Via D’Amelio

Cosa è cambiato durante i 19 anni che ci separano da quell’esplosione che portò via uomini e speranze? Siamo stati capaci di allontanare dalle nostre azioni quotidiane la malapianta abietta e omertosa della prevaricazione? Siamo riusciti a valutare il malaffare come un comportamento degenere figlio di una sottocultura classista che considera le persone imbelli manichini da giostrare a proprio piacimento in base ai propri interessi e voleri? Abbiamo compreso che per abbattere le organizzazioni criminali c’è bisogno di trasparenza e giustizia sociale? Siamo stati capaci in questi anni di trasformare l’impatto emozionale di quel fumo acre proveniente da brandelli di carne sparsi tra scheletri d’auto in azioni mirate a cambiare radicalmente il nostro senso sociale e civile oppure abbiamo demandato tutto alla venerazione delle immaginette sacre dei nostri martiri eroi di una battaglia che sembra lontana dall’essere vinta?

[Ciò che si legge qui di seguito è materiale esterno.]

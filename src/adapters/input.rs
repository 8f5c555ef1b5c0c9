use crate::utils::error::Result;
use tokio::io::{AsyncBufRead, AsyncBufReadExt};
use tokio::sync::mpsc;

/// What one line typed at the terminal means.
#[derive(Debug, Clone, PartialEq, Eq)]
pub enum InputCommand {
    /// Bare Enter: the activate key.
    Activate,
    Start,
    Quit,
    Unknown(String),
}

impl InputCommand {
    pub fn parse(line: &str) -> Self {
        match line.trim().to_ascii_lowercase().as_str() {
            "" => InputCommand::Activate,
            "s" | "start" => InputCommand::Start,
            "q" | "quit" | "exit" => InputCommand::Quit,
            _ => InputCommand::Unknown(line.trim().to_string()),
        }
    }
}

/// Read lines until EOF, a quit command, or the receiver going away,
/// forwarding each as a command. EOF is reported as `Quit`.
pub async fn read_commands<R>(reader: R, tx: mpsc::UnboundedSender<InputCommand>) -> Result<()>
where
    R: AsyncBufRead + Unpin,
{
    let mut lines = reader.lines();

    while let Some(line) = lines.next_line().await? {
        let command = InputCommand::parse(&line);
        let quit = command == InputCommand::Quit;
        if tx.send(command).is_err() || quit {
            return Ok(());
        }
    }

    tracing::debug!("Input closed");
    let _ = tx.send(InputCommand::Quit);
    Ok(())
}
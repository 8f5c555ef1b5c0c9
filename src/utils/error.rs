use thiserror::Error;

#[derive(Error, Debug)]
pub enum GameError {
    #[error("IO error: {0}")]
    IoError(#[from] std::io::Error),

    #[error("Serialization error: {0}")]
    SerializationError(#[from] serde_json::Error),

    #[error("Configuration error in {field}: {message}")]
    ConfigValidationError { field: String, message: String },

    #[error("Invalid value '{value}' for {field}: {reason}")]
    InvalidConfigValueError {
        field: String,
        value: String,
        reason: String,
    },

    #[error("Game engine stopped")]
    EngineStopped,

    #[error("Background task failed: {0}")]
    TaskError(#[from] tokio::task::JoinError),
}

impl GameError {
    pub fn user_friendly_message(&self) -> String {
        match self {
            GameError::IoError(e) => format!("Could not read or write the terminal or a file: {}", e),
            GameError::SerializationError(e) => format!("Could not produce the results report: {}", e),
            GameError::ConfigValidationError { field, message } => {
                format!("The configuration is invalid ({}): {}", field, message)
            }
            GameError::InvalidConfigValueError { field, value, reason } => {
                format!("Setting '{}' has an invalid value '{}': {}", field, value, reason)
            }
            GameError::EngineStopped => "The game stopped unexpectedly.".to_string(),
            GameError::TaskError(e) => format!("An internal task failed: {}", e),
        }
    }

    pub fn recovery_suggestion(&self) -> &'static str {
        match self {
            GameError::IoError(_) => "Check that the config path exists and the terminal is interactive",
            GameError::SerializationError(_) => "Run again without --json",
            GameError::ConfigValidationError { .. } => "Fix the TOML file or pass --config with a valid file",
            GameError::InvalidConfigValueError { .. } => "Adjust the value named above and try again",
            GameError::EngineStopped | GameError::TaskError(_) => {
                "Restart the game; run with --verbose to see why it stopped"
            }
        }
    }
}

pub type Result<T> = std::result::Result<T, GameError>;
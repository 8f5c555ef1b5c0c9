use crate::config::defaults;
use crate::utils::error::{GameError, Result};
use crate::utils::validation::{self, Validate};
use serde::{Deserialize, Serialize};
use std::path::Path;

/// Optional settings file. Every section and key may be omitted.
#[derive(Debug, Clone, Default, Serialize, Deserialize)]
#[serde(deny_unknown_fields)]
pub struct TomlConfig {
    #[serde(default)]
    pub display: DisplayConfig,
    #[serde(default)]
    pub logging: LoggingConfig,
}

#[derive(Debug, Clone, Default, Serialize, Deserialize)]
#[serde(deny_unknown_fields)]
pub struct DisplayConfig {
    pub chart_width: Option<usize>,
    pub bar_glyph: Option<String>,
    pub key_label: Option<String>,
}

#[derive(Debug, Clone, Default, Serialize, Deserialize)]
#[serde(deny_unknown_fields)]
pub struct LoggingConfig {
    pub verbose: Option<bool>,
    pub json: Option<bool>,
}

impl TomlConfig {
    pub fn from_file<P: AsRef<Path>>(path: P) -> Result<Self> {
        let content = std::fs::read_to_string(&path).map_err(GameError::IoError)?;
        Self::from_toml_str(&content)
    }

    pub fn from_toml_str(content: &str) -> Result<Self> {
        toml::from_str(content).map_err(|e| GameError::ConfigValidationError {
            field: "toml_parsing".to_string(),
            message: format!("TOML parsing error: {}", e),
        })
    }

    pub fn chart_width(&self) -> usize {
        self.display.chart_width.unwrap_or(defaults::DEFAULT_CHART_WIDTH)
    }

    pub fn bar_glyph(&self) -> &str {
        self.display
            .bar_glyph
            .as_deref()
            .unwrap_or(defaults::DEFAULT_BAR_GLYPH)
    }

    pub fn key_label(&self) -> &str {
        self.display
            .key_label
            .as_deref()
            .unwrap_or(defaults::DEFAULT_KEY_LABEL)
    }

    pub fn verbose(&self) -> bool {
        self.logging.verbose.unwrap_or(false)
    }

    pub fn json_logs(&self) -> bool {
        self.logging.json.unwrap_or(false)
    }
}

impl Validate for TomlConfig {
    fn validate(&self) -> Result<()> {
        validation::validate_range(
            "display.chart_width",
            self.chart_width(),
            defaults::MIN_CHART_WIDTH,
            defaults::MAX_CHART_WIDTH,
        )?;
        validation::validate_single_char("display.bar_glyph", self.bar_glyph())?;
        validation::validate_non_empty_string("display.key_label", self.key_label())?;
        Ok(())
    }
}
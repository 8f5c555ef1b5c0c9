//! Fixed game rules. These are deliberately not exposed as settings.

use std::ops::RangeInclusive;
use std::time::Duration;

pub const TOTAL_ROUNDS: u32 = 10;

/// Delay between pressing start and the first round's wait.
pub const START_DELAY: Duration = Duration::from_secs(1);

/// Random wait before a round opens, in whole seconds.
pub const WAIT_SECS: RangeInclusive<u64> = 1..=5;

/// How long input is counted once a round opens.
pub const ACTIVE_WINDOW: Duration = Duration::from_secs(3);

/// Pause between the end of one round and the next round's wait.
pub const ROUND_PAUSE: Duration = Duration::from_secs(1);

// Presentation defaults
pub const DEFAULT_CHART_WIDTH: usize = 40;
pub const MIN_CHART_WIDTH: usize = 10;
pub const MAX_CHART_WIDTH: usize = 200;
pub const DEFAULT_BAR_GLYPH: &str = "#";
pub const DEFAULT_KEY_LABEL: &str = "ENTER";
use crate::config::defaults;
use crate::domain::model::GameSummary;

/// Render the per-round counts as horizontal bars, scaled so the best round
/// spans `width` columns, followed by a marker row at the mean.
pub fn render_chart(summary: &GameSummary, width: usize, glyph: &str, key_label: &str) -> String {
    let mut out = String::new();
    let max = summary.best().unwrap_or(0);

    out.push_str(&format!(
        "Results: {} presses per round ({} s window)\n",
        key_label,
        defaults::ACTIVE_WINDOW.as_secs()
    ));

    for (idx, &count) in summary.results.iter().enumerate() {
        let bar = glyph.repeat(scaled(f64::from(count), max, width));
        out.push_str(&format!("Round {:>2} | {:<width$} {}\n", idx + 1, bar, count, width = width));
    }

    let marker_at = scaled(summary.mean, max, width);
    out.push_str(&format!(
        "         | {}^ Average: {:.1}\n",
        " ".repeat(marker_at.saturating_sub(1)),
        summary.mean
    ));
    out
}

fn scaled(value: f64, max: u32, width: usize) -> usize {
    if max == 0 {
        return 0;
    }
    ((value / f64::from(max)) * width as f64).round() as usize
}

Siamo certi che le impronte su quei maledetti detonatori che spazzarono via onesti e integgerimi uomini  non fossero anche le nostre?  Cerco di rispondere a questi interrogativi che rimbalzano tra i miei pensieri mentre scorre in video il viso fiero e preoccupato di Paolo Borsellino.  Mi pare che il tempo sia passato invano e ho quasi vergogna ad incrociare il suo sguardo conscio del mio non essermi impegnato abbastanza nel rendere questa maledetto paese un luogo da cui non fuggire.